No motivation for the sale was provided by former owner Robert Nederlander, who said in a press release that he was “confident that the ATG team will continue to nurture and take over the strong foundation that we have established with these theaters in their respective communities it will be very successful in this next decade. “
Nederlander continues to operate the San Jose Center for the Performing Arts and the City National Civic of San Jose.
ATG, which bundles content, venues, tickets and services in its inventory, was founded by Sir Howard Panter and Rosemary Squire. As part of its strategy, the company has strong relationships with theater makers, including one with Sonia Friedman Productions, the vision of the haunting play “The Jungle,” which premiered at the Curran Theater in Spring 2019. Shortly thereafter, the two-part spectacle “Harry Potter and the Cursed Child” followed, which took a break from COVID last year.
When most of the live entertainment in the US was indefinitely interrupted, ATG spokesman Rick Miramontez of New York agency DKC / O & M responded to a question at the time of this transaction: “ATG believes the theatrical landscape is back They are continuing their master plan to acquire theaters across the country, as they have in Europe. “He adds,” They also love the San Francisco market. It’s a goal and an important one. “
DKC / O & M is also the national representative of the Curran, owned and operated by Carole Shorenstein Hays, the former main partner of Nederlander on SHN-The Best of Broadway, the predecessor of BroadwaySF.

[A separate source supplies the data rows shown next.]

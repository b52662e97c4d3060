// ── Reply parsing ──
//
// Control-socket replies are either a bare status token (`OK`, `FAIL`,
// `PONG`) or a multi-line `key=value` block. Optional keys may be absent;
// an oversized value is a framing error, never silently truncated.

use indexmap::IndexMap;
use serde::Serialize;

use crate::error::Error;

/// Default upper bound on a single extracted value.
pub const DEFAULT_VALUE_LIMIT: usize = 256;

/// Extract the value for `key` from a `key=value` reply.
///
/// Returns `Ok(None)` when the key is absent and a [`Error::Protocol`]
/// when the value does not fit in `max_len` bytes.
pub fn get_value<'a>(reply: &'a str, key: &str, max_len: usize) -> Result<Option<&'a str>, Error> {
    for line in reply.lines() {
        let Some((k, v)) = line.split_once('=') else {
            continue;
        };
        if k != key {
            continue;
        }
        if v.len() > max_len {
            return Err(Error::Protocol(format!(
                "value of '{key}' is {} bytes, limit {max_len}",
                v.len()
            )));
        }
        return Ok(Some(v));
    }
    Ok(None)
}

/// Like [`get_value`] but a missing key becomes [`Error::NotFound`].
pub fn require_value<'a>(reply: &'a str, key: &str) -> Result<&'a str, Error> {
    get_value(reply, key, DEFAULT_VALUE_LIMIT)?.ok_or_else(|| Error::NotFound { key: key.into() })
}

/// Parse an integer field, treating absence as `None`.
pub fn get_number<T: std::str::FromStr>(reply: &str, key: &str) -> Result<Option<T>, Error> {
    match get_value(reply, key, DEFAULT_VALUE_LIMIT)? {
        Some(raw) => raw
            .trim()
            .parse()
            .map(Some)
            .map_err(|_| Error::Protocol(format!("'{key}' is not numeric: {raw}"))),
        None => Ok(None),
    }
}

/// Collect every `key=value` line into an ordered map. Lines without `=`
/// are skipped (the first line of a `STA` reply is the bare address).
pub fn parse_kv(reply: &str) -> IndexMap<String, String> {
    reply
        .lines()
        .filter_map(|line| line.split_once('='))
        .map(|(k, v)| (k.to_owned(), v.to_owned()))
        .collect()
}

/// `true` if the trimmed reply equals the status token.
pub fn is_token(reply: &str, token: &str) -> bool {
    reply.trim_end_matches(['\n', '\r']) == token
}

// ── STATUS ──────────────────────────────────────────────────────────

/// One BSS entry from an AP `STATUS` reply (`bss[i]=`, `bssid[i]=`, ...).
#[derive(Debug, Clone, PartialEq, Eq, Serialize)]
pub struct BssStatus {
    pub ifname: String,
    pub bssid: Option<String>,
    pub ssid: Option<String>,
    pub num_sta: Option<u32>,
}

/// Typed view of the fields of a `STATUS` reply the control plane uses.
#[derive(Debug, Clone, PartialEq, Eq, Serialize)]
pub struct StatusReply {
    /// Interface state, e.g. `ENABLED`, `DFS`, `DISABLED`, `COUNTRY_UPDATE`.
    pub state: String,
    pub channel: Option<u32>,
    pub freq: Option<u32>,
    pub cac_time_left_seconds: Option<u32>,
    pub bss: Vec<BssStatus>,
}

impl StatusReply {
    pub fn parse(reply: &str) -> Result<Self, Error> {
        let state = require_value(reply, "state")?.to_owned();
        let mut bss = Vec::new();
        for idx in 0.. {
            let Some(ifname) = get_value(reply, &format!("bss[{idx}]"), DEFAULT_VALUE_LIMIT)? else {
                break;
            };
            bss.push(BssStatus {
                ifname: ifname.to_owned(),
                bssid: get_value(reply, &format!("bssid[{idx}]"), DEFAULT_VALUE_LIMIT)?
                    .map(str::to_owned),
                ssid: get_value(reply, &format!("ssid[{idx}]"), DEFAULT_VALUE_LIMIT)?
                    .map(str::to_owned),
                num_sta: get_number(reply, &format!("num_sta[{idx}]"))?,
            });
        }

        Ok(Self {
            state,
            channel: get_number(reply, "channel")?,
            freq: get_number(reply, "freq")?,
            cac_time_left_seconds: get_number(reply, "cac_time_left_seconds")?,
            bss,
        })
    }

    /// The interface is running a foreground channel availability check.
    pub fn is_dfs(&self) -> bool {
        self.state == "DFS"
    }

    pub fn is_enabled(&self) -> bool {
        self.state == "ENABLED"
    }
}

// ── STA <mac> ───────────────────────────────────────────────────────

/// Typed view of a `STA <mac>` reply.
#[derive(Debug, Clone, PartialEq, Eq, Serialize)]
pub struct StaInfo {
    pub mac: String,
    pub flags: Vec<String>,
    pub aid: Option<u32>,
    pub signal: Option<i32>,
    pub connected_time: Option<u64>,
    pub rx_bytes: Option<u64>,
    pub tx_bytes: Option<u64>,
    /// Every other field the daemon reported.
    pub extra: IndexMap<String, String>,
}

impl StaInfo {
    pub fn parse(reply: &str) -> Result<Self, Error> {
        let mac = reply
            .lines()
            .next()
            .map(str::trim)
            .filter(|l| !l.is_empty() && !l.contains('='))
            .ok_or_else(|| Error::Protocol("STA reply does not start with an address".into()))?;
        if is_token(mac, "FAIL") {
            return Err(Error::Failed {
                command: "STA".into(),
                reply: mac.into(),
            });
        }

        let flags = get_value(reply, "flags", DEFAULT_VALUE_LIMIT)?
            .map(|raw| {
                raw.split(']')
                    .map(|f| f.trim_start_matches('['))
                    .filter(|f| !f.is_empty())
                    .map(str::to_owned)
                    .collect()
            })
            .unwrap_or_default();

        let mut extra = parse_kv(reply);
        for known in ["flags", "aid", "signal", "connected_time", "rx_bytes", "tx_bytes"] {
            extra.shift_remove(known);
        }

        Ok(Self {
            mac: mac.to_owned(),
            flags,
            aid: get_number(reply, "aid")?,
            signal: get_number(reply, "signal")?,
            connected_time: get_number(reply, "connected_time")?,
            rx_bytes: get_number(reply, "rx_bytes")?,
            tx_bytes: get_number(reply, "tx_bytes")?,
            extra,
        })
    }

    pub fn is_authorized(&self) -> bool {
        self.flags.iter().any(|f| f == "AUTHORIZED")
    }
}

#[cfg(test)]
#[allow(clippy::unwrap_used)]
mod tests {
    use super::*;

    const STATUS: &str = "state=ENABLED\n\
        phy=phy0\n\
        freq=5500\n\
        channel=100\n\
        cac_time_left_seconds=0\n\
        bss[0]=wlan0\n\
        bssid[0]=00:11:22:33:44:55\n\
        ssid[0]=HomeNet\n\
        num_sta[0]=2\n\
        bss[1]=wlan0.1\n\
        bssid[1]=00:11:22:33:44:56\n\
        ssid[1]=Guest\n\
        num_sta[1]=0\n";

    #[test]
    fn get_value_present_and_absent() {
        assert_eq!(get_value(STATUS, "channel", 16).unwrap(), Some("100"));
        assert_eq!(get_value(STATUS, "country_code", 16).unwrap(), None);
    }

    #[test]
    fn get_value_does_not_match_prefixes() {
        assert_eq!(get_value(STATUS, "bss", 16).unwrap(), None);
    }

    #[test]
    fn oversized_value_is_protocol_error() {
        let err = get_value(STATUS, "ssid[0]", 3).unwrap_err();
        assert!(matches!(err, Error::Protocol(_)), "got {err:?}");
    }

    #[test]
    fn require_value_reports_not_found() {
        let err = require_value("OK\n", "state").unwrap_err();
        assert!(matches!(err, Error::NotFound { ref key } if key == "state"));
    }

    #[test]
    fn parses_status_reply() {
        let status = StatusReply::parse(STATUS).unwrap();
        assert!(status.is_enabled());
        assert_eq!(status.channel, Some(100));
        assert_eq!(status.freq, Some(5500));
        assert_eq!(status.bss.len(), 2);
        assert_eq!(status.bss[1].ssid.as_deref(), Some("Guest"));
        assert_eq!(status.bss[0].num_sta, Some(2));
    }

    #[test]
    fn non_numeric_field_is_protocol_error() {
        let err = StatusReply::parse("state=DFS\nchannel=abc\n").unwrap_err();
        assert!(matches!(err, Error::Protocol(_)));
    }

    #[test]
    fn parses_sta_reply() {
        let reply = "aa:bb:cc:dd:ee:ff\n\
            flags=[AUTH][ASSOC][AUTHORIZED][WMM]\n\
            aid=3\n\
            signal=-47\n\
            rx_bytes=1024\n\
            tx_bytes=2048\n\
            connected_time=37\n\
            supported_rates=8c 12 98 24\n";
        let sta = StaInfo::parse(reply).unwrap();
        assert_eq!(sta.mac, "aa:bb:cc:dd:ee:ff");
        assert!(sta.is_authorized());
        assert_eq!(sta.flags, vec!["AUTH", "ASSOC", "AUTHORIZED", "WMM"]);
        assert_eq!(sta.signal, Some(-47));
        assert_eq!(sta.extra.get("supported_rates").unwrap(), "8c 12 98 24");
        assert!(!sta.extra.contains_key("aid"));
    }

    #[test]
    fn sta_fail_reply() {
        assert!(matches!(
            StaInfo::parse("FAIL\n"),
            Err(Error::Failed { .. })
        ));
    }

    #[test]
    fn token_comparison_ignores_newline() {
        assert!(is_token("OK\n", "OK"));
        assert!(!is_token("OK-ish\n", "OK"));
    }
}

However, Miramontez, who had not commented on the Curran in connection with the Orpheum-Golden Gate acquisitions, confirmed that “Potter” will reopen as soon as security protocols allow and that no changes are planned for the local management of BroadwaySF. which promotes a season 2021-22 with some dates from July for the tour of the Tina Fey musical “Mean Girls”.

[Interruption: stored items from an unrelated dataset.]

use serde::{Deserialize, Serialize};
use wifid_ctrl::MacAddress;

use super::ap::SecurityConfig;

/// Station-side interface driven through wpa_supplicant.
#[derive(Debug, Clone, PartialEq, Eq, Serialize, Deserialize)]
pub struct EndpointRecord {
    pub alias: String,
    pub radio: String,
    pub enabled: bool,
    /// Profile of the network to join.
    pub ssid: String,
    pub bssid: Option<MacAddress>,
    pub security: SecurityConfig,
    /// EAP identity for enterprise profiles.
    pub identity: Option<String>,
}

impl EndpointRecord {
    pub fn new(alias: impl Into<String>, radio: impl Into<String>, ssid: impl Into<String>) -> Self {
        Self {
            alias: alias.into(),
            radio: radio.into(),
            enabled: true,
            ssid: ssid.into(),
            bssid: None,
            security: SecurityConfig::default(),
            identity: None,
        }
    }
}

Broadway tours find their home at the Orpheum Theater on Market Street. (Courtesy BroadwaySF)
Theaters started out as movie houses
Opened in 1926, the 2,200-seat Orpheum Theater on Market Street near Hyde Street – originally called Pantages like its sister theater in Los Angeles – was home to the dwindling days of variety and silent films. Until the stock market crash of 1929, it was sold to RKO Studios, renamed and became the location for the first cinema. A few blocks away on Market and Taylor Streets, the 2,300-seat Golden Gate Theater is a few years older but has a similar history.
Both venues deteriorated in the 1960s when exercise habits changed. After the heyday of the widescreen Cinerama madness, the Golden Gate was a victim of the “twinning” trend, which was dividing large theaters to accommodate more shows. In 1972 it got dark.

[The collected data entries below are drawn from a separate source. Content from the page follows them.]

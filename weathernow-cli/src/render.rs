//! Human-friendly text rendering of a forecast.

use weathernow_core::Units;
use weathernow_core::model::Forecast;

const WEEKDAYS: [&str; 7] =
    ["Monday", "Tuesday", "Wednesday", "Thursday", "Friday", "Saturday", "Sunday"];

/// Print the overview, details, daily and hourly blocks of a forecast.
/// `day_slot` selects the hourly day to print (0 = Monday).
pub fn print_forecast(forecast: &Forecast, units: Units, day_slot: usize) {
    let today = &forecast.current;

    println!();
    println!("{}", forecast.place);
    println!("{}", today.time.format("%A, %b %-d, %Y"));
    println!("{}  {}", today.condition.label(), units.temperature.format(today.temperature_c));

    println!();
    println!("Feels Like     {}", units.temperature.format(today.feels_like_c));
    println!("Humidity       {}%", today.humidity_pct);
    println!("Wind           {}", units.wind.format(today.wind_kmh));
    println!("Precipitation  {}", units.precipitation.format(today.precipitation_mm));

    println!();
    println!("Daily forecast");
    for day in &forecast.daily {
        println!(
            "  {}  {:<14} {} / {}",
            day.date.format("%a"),
            day.condition.label(),
            units.temperature.format(day.high_c),
            units.temperature.format(day.low_c),
        );
    }

    println!();
    let marker = if day_slot == forecast.week.today_slot() { " (today)" } else { "" };
    println!("Hourly forecast: {}{marker}", WEEKDAYS[day_slot]);
    for hour in forecast.week.day(day_slot) {
        match hour {
            Some(sample) => println!(
                "  {:>5}  {:<14} {}",
                sample.time.format("%-I %p").to_string(),
                sample.condition.label(),
                units.temperature.format(sample.temperature_c),
            ),
            None => println!("  {:>5}  -", ""),
        }
    }
}
//! Binary crate for the `weathernow` command-line tool.
//!
//! This crate focuses on:
//! - Parsing CLI arguments
//! - Interactive place disambiguation
//! - Human-friendly output formatting

use clap::Parser;
use tracing_subscriber::EnvFilter;

mod cli;
mod render;

#[tokio::main]
async fn main() -> anyhow::Result<()> {
    tracing_subscriber::fmt()
        .with_env_filter(EnvFilter::from_default_env())
        .with_writer(std::io::stderr)
        .init();

    let cmd = cli::Cli::parse();
    cmd.run().await
}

The Orpheum was revived as a live entertainment venue in the 1970s with a nine-month production of “Hair” that fitted right into the sketchy mid-market scene. A few years later, the Civic Light Opera Company moved in, renovated it, and starred in 1977 with Debbie Reynolds in Annie Get Your Gun. They folded in 1981.
In the late 1970s, Carole Shorenstein Hays, daughter of a well-known real estate developer from San Francisco, and the high-ranking James Nederlander, a member of the legendary Broadway management family, teamed up to form the manufacturing and presenting company Shorenstein-Hays-. Nederlander offers “The Best of Broadway”. They bought and renovated the Golden Gate in 1979 and the Orpheum in 1981 and rented the Curran Theater on Geary Street. All three were then extensively renovated, most recently in 2018 for both the Golden Gate and the Curran.
Starting with “A Chorus Line” in 1979, SHN presented almost every Broadway hit that toured the country. Some productions “sat down” for a long time, including the record-breaking five-year run of “The Phantom of the Opera”, which began in 1993 at the Curran. Shorenstein Hays became a 1987 Tony winner for Fences and continued to build her presence on Broadway. (Since then she has made seven more trips to this podium.) Relations with Nederlander became strained over the proverbial “creative differences” and a lawsuit was initiated in 1991, but it was broken off.
The partnership finally ended in 2014 when Nederlander retained the Orpheum and Golden Gate and Shorenstein Hays took over full operations of the Curran and retained a non-operational stake in SHN. Lawsuits for non-compete violations followed, and the case was finally settled in 2019 when Shorenstein gave up her part of SHN, which was renamed BroadwaySF. The Orpheum and Golden Gate are now owned by the UK Ambassador Theater Group, and Shorenstein Hays retains ownership of the Curran.